Ignoro si en nuestro país, tanto en sentido amplio como en el más tediosamente local, algún temerario distinto a Lluís Aracil realiza trabajos de esa clase y con idéntico poder de anticipación veraz, pero lo que parece inquietante es que nuestra sanidad pública pudiera estar reflexionando sobre la conveniencia de erradicar los problemas de la tercera edad mediante la argucia de demorar de una manera significativa la aplicación de los derechos asistenciales que convienen a un Estado del bienestar poco dispuesto a claudicar de una definición, a lo que se ve, redefinida cada vez más como onerosa. Pero la cosa no parece dirigida únicamente contra los ancianos. Una cierta dejadez, un volátil desánimo, una sensación de postrimerías, la misma que se observa en las casas a punto de ser abandonadas, parece asolar tanto las consultas de asistencia primaria como las de los centros de especialidades, por no hablar ya de los macrohospitales, pese a los esfuerzos de tantos profesionales de la medicina que lo mismo se han dejado media vida intentando atender los problemas de salud de la población como se supone que es debido y en la medida de sus fuerzas.
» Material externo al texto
//! Object storage seam and backends.
//!
//! Keys are opaque to callers: whatever `put` returns is what `get`
//! accepts. Backends: in-memory (tests, ephemeral dev), local
//! filesystem, and S3.

use std::collections::HashMap;
use std::path::PathBuf;

use async_trait::async_trait;
use tokio::sync::RwLock;
use uuid::Uuid;

use crate::error::ProviderError;

/// Opaque byte storage for input artifacts and stage outputs.
#[async_trait]
pub trait ObjectStorage: Send + Sync {
    /// Store `bytes` and return an opaque reference to them.
    async fn put(&self, bytes: Vec<u8>) -> Result<String, ProviderError>;

    /// Fetch the bytes behind a reference produced by `put`.
    async fn get(&self, key: &str) -> Result<Vec<u8>, ProviderError>;
}

// ---------------------------------------------------------------------------
// In-memory backend
// ---------------------------------------------------------------------------

/// Keeps objects in a map. Tests and throwaway development only.
#[derive(Default)]
pub struct MemoryStorage {
    objects: RwLock<HashMap<String, Vec<u8>>>,
}

impl MemoryStorage {
    pub fn new() -> Self {
        Self::default()
    }
}

#[async_trait]
impl ObjectStorage for MemoryStorage {
    async fn put(&self, bytes: Vec<u8>) -> Result<String, ProviderError> {
        let key = Uuid::new_v4().to_string();
        self.objects.write().await.insert(key.clone(), bytes);
        Ok(key)
    }

    async fn get(&self, key: &str) -> Result<Vec<u8>, ProviderError> {
        self.objects
            .read()
            .await
            .get(key)
            .cloned()
            .ok_or_else(|| ProviderError::Permanent(format!("no such object: {key}")))
    }
}

// ---------------------------------------------------------------------------
// Local filesystem backend
// ---------------------------------------------------------------------------

/// Stores objects as files under a root directory.
pub struct LocalStorage {
    root: PathBuf,
}

impl LocalStorage {
    pub fn new(root: impl Into<PathBuf>) -> Self {
        Self { root: root.into() }
    }
}

#[async_trait]
impl ObjectStorage for LocalStorage {
    async fn put(&self, bytes: Vec<u8>) -> Result<String, ProviderError> {
        let key = Uuid::new_v4().to_string();
        tokio::fs::create_dir_all(&self.root).await?;
        tokio::fs::write(self.root.join(&key), bytes).await?;
        Ok(key)
    }

    async fn get(&self, key: &str) -> Result<Vec<u8>, ProviderError> {
        // Keys are UUIDs we issued; anything path-like is rejected.
        if key.contains(['/', '\\']) || key.contains("..") {
            return Err(ProviderError::Permanent(format!("invalid object key: {key}")));
        }
        Ok(tokio::fs::read(self.root.join(key)).await?)
    }
}

// ---------------------------------------------------------------------------
// S3 backend
// ---------------------------------------------------------------------------

/// Stores objects in an S3 bucket under an optional key prefix.
pub struct S3Storage {
    client: aws_sdk_s3::Client,
    bucket: String,
    prefix: String,
}

impl S3Storage {
    /// Build a client from the ambient AWS environment configuration.
    pub async fn from_env(bucket: String, prefix: String) -> Self {
        let config = aws_config::load_from_env().await;
        Self {
            client: aws_sdk_s3::Client::new(&config),
            bucket,
            prefix,
        }
    }
}

#[async_trait]
impl ObjectStorage for S3Storage {
    async fn put(&self, bytes: Vec<u8>) -> Result<String, ProviderError> {
        let key = format!("{}{}", self.prefix, Uuid::new_v4());
        self.client
            .put_object()
            .bucket(&self.bucket)
            .key(&key)
            .body(bytes.into())
            .send()
            .await
            .map_err(|e| ProviderError::Transient(format!("s3 put failed: {e}")))?;
        Ok(key)
    }

    async fn get(&self, key: &str) -> Result<Vec<u8>, ProviderError> {
        let object = self
            .client
            .get_object()
            .bucket(&self.bucket)
            .key(key)
            .send()
            .await
            .map_err(|e| ProviderError::Transient(format!("s3 get failed: {e}")))?;
        let bytes = object
            .body
            .collect()
            .await
            .map_err(|e| ProviderError::Transient(format!("s3 body read failed: {e}")))?;
        Ok(bytes.into_bytes().to_vec())
    }
}

// ---------------------------------------------------------------------------
// Tests
// ---------------------------------------------------------------------------
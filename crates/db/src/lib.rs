//! Job Store and Event Store for the triage analysis engine (PRD-07).
//!
//! The store traits in [`store`] are the only mutation path for job
//! lifecycle state; no other crate writes job fields directly. Two
//! backends implement them: [`store::MemoryStore`] (tests, local dev)
//! and [`store::PgStore`] (production, sqlx/PostgreSQL).

pub mod models;
pub mod store;

use sqlx::postgres::PgPoolOptions;

pub type DbPool = sqlx::PgPool;

/// Create a connection pool from a database URL.
pub async fn create_pool(database_url: &str) -> Result<DbPool, sqlx::Error> {
    PgPoolOptions::new()
        .max_connections(20)
        .connect(database_url)
        .await
}

/// Verify the database is reachable.
pub async fn health_check(pool: &DbPool) -> Result<(), sqlx::Error> {
    sqlx::query("SELECT 1").execute(pool).await?;
    Ok(())
}

/// Apply pending migrations from the embedded `migrations/` directory.
pub async fn run_migrations(pool: &DbPool) -> Result<(), sqlx::migrate::MigrateError> {
    sqlx::migrate!("./migrations").run(pool).await
}
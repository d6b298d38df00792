//! PostgreSQL store backend (sqlx).
//!
//! Claim exclusivity uses `SELECT ... FOR UPDATE SKIP LOCKED` inside a
//! single conditional UPDATE, so concurrent workers never double-claim.
//! Event appends lock the owning job row to serialize per-job sequence
//! assignment.

use async_trait::async_trait;
use sqlx::{FromRow, PgPool, Postgres, Transaction};
use triage_core::types::{DbId, Timestamp};

use crate::models::attachment::{Attachment, NewAttachment};
use crate::models::event::{EventKind, JobEvent, NewJobEvent};
use crate::models::job::{
    CancelOutcome, Job, JobListQuery, JobOutcome, NewJob, DEFAULT_LIMIT, MAX_LIMIT,
};
use crate::models::status::{JobStatus, StatusId};

use super::{EventStore, JobStore, StoreError};

/// Column list for `jobs` queries.
const JOB_COLUMNS: &str = "\
    id, status_id, owner, provider, model, priority, worker, \
    cancel_requested, result, error_message, \
    progress_percent, progress_message, \
    created_at, updated_at, claimed_at, completed_at";

/// Column list for `job_events` queries.
const EVENT_COLUMNS: &str = "\
    id, job_id, sequence, kind, stage, message, progress_percent, detail, created_at";

/// A row from the `jobs` table, before the manifest is loaded.
#[derive(Debug, FromRow)]
struct JobRow {
    id: DbId,
    status_id: StatusId,
    owner: String,
    provider: String,
    model: String,
    priority: i32,
    worker: Option<String>,
    cancel_requested: bool,
    result: Option<serde_json::Value>,
    error_message: Option<String>,
    progress_percent: i16,
    progress_message: Option<String>,
    created_at: Timestamp,
    updated_at: Timestamp,
    claimed_at: Option<Timestamp>,
    completed_at: Option<Timestamp>,
}

impl JobRow {
    fn into_job(self, manifest: Vec<Attachment>) -> Result<Job, StoreError> {
        let status = JobStatus::from_id(self.status_id).ok_or_else(|| {
            StoreError::Database(sqlx::Error::Decode(
                format!("unknown status id {}", self.status_id).into(),
            ))
        })?;
        Ok(Job {
            id: self.id,
            status,
            owner: self.owner,
            provider: self.provider,
            model: self.model,
            priority: self.priority,
            manifest,
            worker: self.worker,
            cancel_requested: self.cancel_requested,
            result: self.result,
            error_message: self.error_message,
            progress_percent: self.progress_percent,
            progress_message: self.progress_message,
            created_at: self.created_at,
            updated_at: self.updated_at,
            claimed_at: self.claimed_at,
            completed_at: self.completed_at,
        })
    }
}

/// A row from the `job_events` table.
#[derive(Debug, FromRow)]
struct EventRow {
    id: DbId,
    job_id: DbId,
    sequence: i64,
    kind: String,
    stage: Option<String>,
    message: String,
    progress_percent: i16,
    detail: serde_json::Value,
    created_at: Timestamp,
}

impl EventRow {
    fn into_event(self) -> Result<JobEvent, StoreError> {
        let kind = EventKind::from_str(&self.kind).ok_or_else(|| {
            StoreError::Database(sqlx::Error::Decode(
                format!("unknown event kind {:?}", self.kind).into(),
            ))
        })?;
        Ok(JobEvent {
            id: self.id,
            job_id: self.job_id,
            sequence: self.sequence,
            kind,
            stage: self.stage,
            message: self.message,
            progress_percent: self.progress_percent,
            detail: self.detail,
            created_at: self.created_at,
        })
    }
}

/// PostgreSQL-backed [`JobStore`] + [`EventStore`].
pub struct PgStore {
    pool: PgPool,
}

impl PgStore {
    pub fn new(pool: PgPool) -> Self {
        Self { pool }
    }

    async fn manifest(&self, job_id: DbId) -> Result<Vec<Attachment>, StoreError> {
        let rows = sqlx::query_as::<_, AttachmentRow>(
            "SELECT id, job_id, storage_key, filename, size_bytes, checksum, created_at \
             FROM job_attachments WHERE job_id = $1 ORDER BY id",
        )
        .bind(job_id)
        .fetch_all(&self.pool)
        .await?;
        Ok(rows.into_iter().map(AttachmentRow::into_attachment).collect())
    }

    async fn fetch_job(&self, job_id: DbId) -> Result<Job, StoreError> {
        let query = format!("SELECT {JOB_COLUMNS} FROM jobs WHERE id = $1");
        let row = sqlx::query_as::<_, JobRow>(&query)
            .bind(job_id)
            .fetch_optional(&self.pool)
            .await?
            .ok_or(StoreError::UnknownJob(job_id))?;
        let manifest = self.manifest(job_id).await?;
        row.into_job(manifest)
    }

    /// Lock the job row inside `tx` and return its current status.
    async fn lock_job(
        tx: &mut Transaction<'_, Postgres>,
        job_id: DbId,
    ) -> Result<JobStatus, StoreError> {
        let status_id: Option<StatusId> =
            sqlx::query_scalar("SELECT status_id FROM jobs WHERE id = $1 FOR UPDATE")
                .bind(job_id)
                .fetch_optional(&mut **tx)
                .await?;
        let status_id = status_id.ok_or(StoreError::UnknownJob(job_id))?;
        JobStatus::from_id(status_id).ok_or_else(|| {
            StoreError::Database(sqlx::Error::Decode(
                format!("unknown status id {status_id}").into(),
            ))
        })
    }
}

#[derive(Debug, FromRow)]
struct AttachmentRow {
    id: DbId,
    job_id: DbId,
    storage_key: String,
    filename: String,
    size_bytes: i64,
    checksum: String,
    created_at: Timestamp,
}

impl AttachmentRow {
    fn into_attachment(self) -> Attachment {
        Attachment {
            id: self.id,
            job_id: self.job_id,
            storage_key: self.storage_key,
            filename: self.filename,
            size_bytes: self.size_bytes,
            checksum: self.checksum,
            created_at: self.created_at,
        }
    }
}

#[async_trait]
impl JobStore for PgStore {
    async fn create_draft(&self, new: NewJob) -> Result<Job, StoreError> {
        let query = format!(
            "INSERT INTO jobs (status_id, owner, provider, model, priority) \
             VALUES ($1, $2, $3, $4, $5) \
             RETURNING {JOB_COLUMNS}"
        );
        let row = sqlx::query_as::<_, JobRow>(&query)
            .bind(JobStatus::Draft.id())
            .bind(&new.owner)
            .bind(&new.provider)
            .bind(&new.model)
            .bind(new.priority)
            .fetch_one(&self.pool)
            .await?;
        row.into_job(Vec::new())
    }

    async fn attach_and_activate(
        &self,
        job_id: DbId,
        file: NewAttachment,
    ) -> Result<Job, StoreError> {
        let mut tx = self.pool.begin().await?;

        let status = Self::lock_job(&mut tx, job_id).await?;
        if !matches!(status, JobStatus::Draft | JobStatus::Pending) {
            return Err(StoreError::InvalidState(format!(
                "cannot attach files to a {} job",
                status.label()
            )));
        }

        let already_attached: bool = sqlx::query_scalar(
            "SELECT EXISTS(SELECT 1 FROM job_attachments WHERE job_id = $1 AND checksum = $2)",
        )
        .bind(job_id)
        .bind(&file.checksum)
        .fetch_one(&mut *tx)
        .await?;

        if !already_attached {
            sqlx::query(
                "INSERT INTO job_attachments (job_id, storage_key, filename, size_bytes, checksum) \
                 VALUES ($1, $2, $3, $4, $5)",
            )
            .bind(job_id)
            .bind(&file.storage_key)
            .bind(&file.filename)
            .bind(file.size_bytes)
            .bind(&file.checksum)
            .execute(&mut *tx)
            .await?;

            if status == JobStatus::Draft {
                sqlx::query("UPDATE jobs SET status_id = $2, updated_at = NOW() WHERE id = $1")
                    .bind(job_id)
                    .bind(JobStatus::Pending.id())
                    .execute(&mut *tx)
                    .await?;
            } else {
                sqlx::query("UPDATE jobs SET updated_at = NOW() WHERE id = $1")
                    .bind(job_id)
                    .execute(&mut *tx)
                    .await?;
            }
        }

        tx.commit().await?;
        self.fetch_job(job_id).await
    }

    async fn claim_next_pending(&self, worker: &str) -> Result<Option<Job>, StoreError> {
        let query = format!(
            "UPDATE jobs \
             SET status_id = $1, worker = $2, claimed_at = NOW(), updated_at = NOW() \
             WHERE id = ( \
                 SELECT id FROM jobs \
                 WHERE status_id = $3 \
                 ORDER BY priority DESC, created_at ASC, id ASC \
                 LIMIT 1 \
                 FOR UPDATE SKIP LOCKED \
             ) \
             RETURNING {JOB_COLUMNS}"
        );
        let row = sqlx::query_as::<_, JobRow>(&query)
            .bind(JobStatus::Running.id())
            .bind(worker)
            .bind(JobStatus::Pending.id())
            .fetch_optional(&self.pool)
            .await?;

        match row {
            None => Ok(None),
            Some(row) => {
                let manifest = self.manifest(row.id).await?;
                Ok(Some(row.into_job(manifest)?))
            }
        }
    }

    async fn finalize(&self, job_id: DbId, outcome: JobOutcome) -> Result<Job, StoreError> {
        let status = outcome.status();
        let (result, error_message) = match &outcome {
            JobOutcome::Completed { result } => (Some(result.clone()), None),
            JobOutcome::Failed { error } => (None, Some(error.clone())),
            JobOutcome::Cancelled => (None, None),
        };

        let query = format!(
            "UPDATE jobs \
             SET status_id = $2, result = $3, error_message = $4, \
                 progress_percent = CASE WHEN $2 = $5 THEN 100 ELSE progress_percent END, \
                 completed_at = NOW(), updated_at = NOW() \
             WHERE id = $1 AND status_id = $6 \
             RETURNING {JOB_COLUMNS}"
        );
        let row = sqlx::query_as::<_, JobRow>(&query)
            .bind(job_id)
            .bind(status.id())
            .bind(result)
            .bind(error_message)
            .bind(JobStatus::Completed.id())
            .bind(JobStatus::Running.id())
            .fetch_optional(&self.pool)
            .await?;

        match row {
            Some(row) => {
                let manifest = self.manifest(job_id).await?;
                row.into_job(manifest)
            }
            None => {
                // Distinguish "no such job" from "wrong state".
                let current = self.fetch_job(job_id).await?;
                Err(StoreError::InvalidState(format!(
                    "cannot finalize a {} job",
                    current.status.label()
                )))
            }
        }
    }

    async fn request_cancel(&self, job_id: DbId) -> Result<CancelOutcome, StoreError> {
        let cancelled = sqlx::query(
            "UPDATE jobs SET status_id = $2, completed_at = NOW(), updated_at = NOW() \
             WHERE id = $1 AND status_id = $3",
        )
        .bind(job_id)
        .bind(JobStatus::Cancelled.id())
        .bind(JobStatus::Pending.id())
        .execute(&self.pool)
        .await?;
        if cancelled.rows_affected() > 0 {
            return Ok(CancelOutcome::Cancelled);
        }

        let flagged = sqlx::query(
            "UPDATE jobs SET cancel_requested = TRUE, updated_at = NOW() \
             WHERE id = $1 AND status_id = $2",
        )
        .bind(job_id)
        .bind(JobStatus::Running.id())
        .execute(&self.pool)
        .await?;
        if flagged.rows_affected() > 0 {
            return Ok(CancelOutcome::CancelRequested);
        }

        let current = self.fetch_job(job_id).await?;
        Err(StoreError::InvalidState(format!(
            "cannot cancel a {} job",
            current.status.label()
        )))
    }

    async fn get(&self, job_id: DbId) -> Result<Job, StoreError> {
        self.fetch_job(job_id).await
    }

    async fn cancel_requested(&self, job_id: DbId) -> Result<bool, StoreError> {
        sqlx::query_scalar("SELECT cancel_requested FROM jobs WHERE id = $1")
            .bind(job_id)
            .fetch_optional(&self.pool)
            .await?
            .ok_or(StoreError::UnknownJob(job_id))
    }

    async fn update_progress(
        &self,
        job_id: DbId,
        percent: i16,
        message: Option<&str>,
    ) -> Result<(), StoreError> {
        sqlx::query(
            "UPDATE jobs SET progress_percent = $2, progress_message = $3, updated_at = NOW() \
             WHERE id = $1",
        )
        .bind(job_id)
        .bind(percent)
        .bind(message)
        .execute(&self.pool)
        .await?;
        Ok(())
    }

    async fn list(&self, query: &JobListQuery) -> Result<Vec<Job>, StoreError> {
        let limit = query.limit.unwrap_or(DEFAULT_LIMIT).min(MAX_LIMIT);
        let offset = query.offset.unwrap_or(0);

        let sql = if query.status.is_some() {
            format!(
                "SELECT {JOB_COLUMNS} FROM jobs WHERE status_id = $1 \
                 ORDER BY created_at DESC, id DESC LIMIT $2 OFFSET $3"
            )
        } else {
            format!(
                "SELECT {JOB_COLUMNS} FROM jobs \
                 ORDER BY created_at DESC, id DESC LIMIT $1 OFFSET $2"
            )
        };

        let mut q = sqlx::query_as::<_, JobRow>(&sql);
        if let Some(status) = query.status {
            q = q.bind(status.id());
        }
        let rows = q.bind(limit).bind(offset).fetch_all(&self.pool).await?;

        let mut jobs = Vec::with_capacity(rows.len());
        for row in rows {
            let manifest = self.manifest(row.id).await?;
            jobs.push(row.into_job(manifest)?);
        }
        Ok(jobs)
    }
}

#[async_trait]
impl EventStore for PgStore {
    async fn append(&self, job_id: DbId, event: NewJobEvent) -> Result<JobEvent, StoreError> {
        let mut tx = self.pool.begin().await?;

        // Lock the job row so concurrent appenders serialize and the
        // per-job sequence has no gaps or duplicates.
        Self::lock_job(&mut tx, job_id).await?;

        let next_sequence: i64 = sqlx::query_scalar(
            "SELECT COALESCE(MAX(sequence), 0) + 1 FROM job_events WHERE job_id = $1",
        )
        .bind(job_id)
        .fetch_one(&mut *tx)
        .await?;

        let query = format!(
            "INSERT INTO job_events (job_id, sequence, kind, stage, message, progress_percent, detail) \
             VALUES ($1, $2, $3, $4, $5, $6, $7) \
             RETURNING {EVENT_COLUMNS}"
        );
        let row = sqlx::query_as::<_, EventRow>(&query)
            .bind(job_id)
            .bind(next_sequence)
            .bind(event.kind.as_str())
            .bind(&event.stage)
            .bind(&event.message)
            .bind(event.progress_percent)
            .bind(&event.detail)
            .fetch_one(&mut *tx)
            .await?;

        tx.commit().await?;
        row.into_event()
    }

    async fn list_from(
        &self,
        job_id: DbId,
        after_sequence: i64,
    ) -> Result<Vec<JobEvent>, StoreError> {
        let query = format!(
            "SELECT {EVENT_COLUMNS} FROM job_events \
             WHERE job_id = $1 AND sequence > $2 \
             ORDER BY sequence ASC"
        );
        let rows = sqlx::query_as::<_, EventRow>(&query)
            .bind(job_id)
            .bind(after_sequence)
            .fetch_all(&self.pool)
            .await?;
        rows.into_iter().map(EventRow::into_event).collect()
    }
}
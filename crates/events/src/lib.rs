//! Event log and progress streaming for triage jobs (PRD-08).
//!
//! Building blocks:
//!
//! - [`EventBus`] — in-process publish/subscribe hub backed by
//!   `tokio::sync::broadcast`.
//! - [`EventLog`] — the single append path: durable store write first,
//!   broadcast second, so a crash can lose fan-out but never history.
//! - [`ProgressStream`] — replayable live view over one job's events,
//!   with idle heartbeats and natural termination at terminal status.

pub mod bus;
pub mod log;
pub mod stream;

pub use bus::EventBus;
pub use log::EventLog;
pub use stream::{ProgressStream, StreamConfig, StreamItem};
Con la casi siempre inquietante proliferación de detalles acerca del desconcierto en la sanidad pública viene a suceder como con los hábitos de los bebés, que todos los padres pasan por la tentación de considerarse un caso único hasta que tienen ocasión de chismorrear con las personas que se encuentran en una situación parecida. Para algo deben valer los sobresaltos compartidos. Pero así como el ocasional intercambio de experiencias sobre la crianza de las criaturas simultanea inquietudes y alegrías, ofreciendo en conclusión un resumen llevadero y muchas veces hasta alentador si se comparan las incomodidades propias con las ajenas, el panorama cambia radicalmente cuando se tiene ocasión -y antes o después siempre se tiene- de comentar sucesos acaecidos en los inescrutables espacios de la consulta médica.

Hay casos escalofriantes, cuyo rosario de sórdidos detalles bastaría para arruinar para siempre una vida sometida a los dictados de esta clase de seguridad social. Algunos llevan a cuestas durante años la resignación de una condena que parece inexorable, otros se aturden ante la indefensa extrañeza que los sumerge de pronto en el territorio hostil de lo incomprensible. Y no menciono los casos sin remedio. Un cirujano cerebral -y favor le hago de prescindir por una vez de las negritas- de mucho nombre pasa visita cada mañana en la sala de un gran hospital y durante un mes interminable se dirige con afabilidad fingida a una mujer de treinta años, que ha perdido el habla entre más cosas a causa de un tumor maligno, largándole un risueño "¿Y que nos cuentas hoy?", ante el llanto incontenible de la enferma que ha perdido el habla pero no el entendimiento; una mujer que durante tres días consecutivos acompaña a quirófano casi de madrugada para una intervención de corazón a vida o muerte a su marido, quien se despide de sus familiares, lo preparan, lo entintan y en el último instante se aplaza todo hasta mañana y hasta mañana y hasta mañana porque no hay una cama de UCI disponible; una embarazada de alto riesgo que en el último momento salva su vida y la de su hijo gracias a una enfermera amiga que de pura casualidad estaba de guardia esa noche y adivinó el posible desastre que sus jefes debieron prever. Y más cosas que podría contar su tuviera algo de tranquilidad. ¿Casos excepcionales? Habría que ir con la pregunta a los profesionales de la medicina pública que a duras penas soportan una situación que los minusvalora sin remedio, porque estas cosas se saben y se comentan y se difunden a media voz por los interminables pasillos hospitalarios. Y en cuanto a la demagogia, consiste en todo lo contrario a un relato que desdeñe el azar como factor primordial en la asistencia médica. Muchas veces, más de las que se pueden cuantificar como errores desdichados, convendría alertar al juez de guardia antes de ponerse en manos de algunos equipos sanitarios de titularidad pública.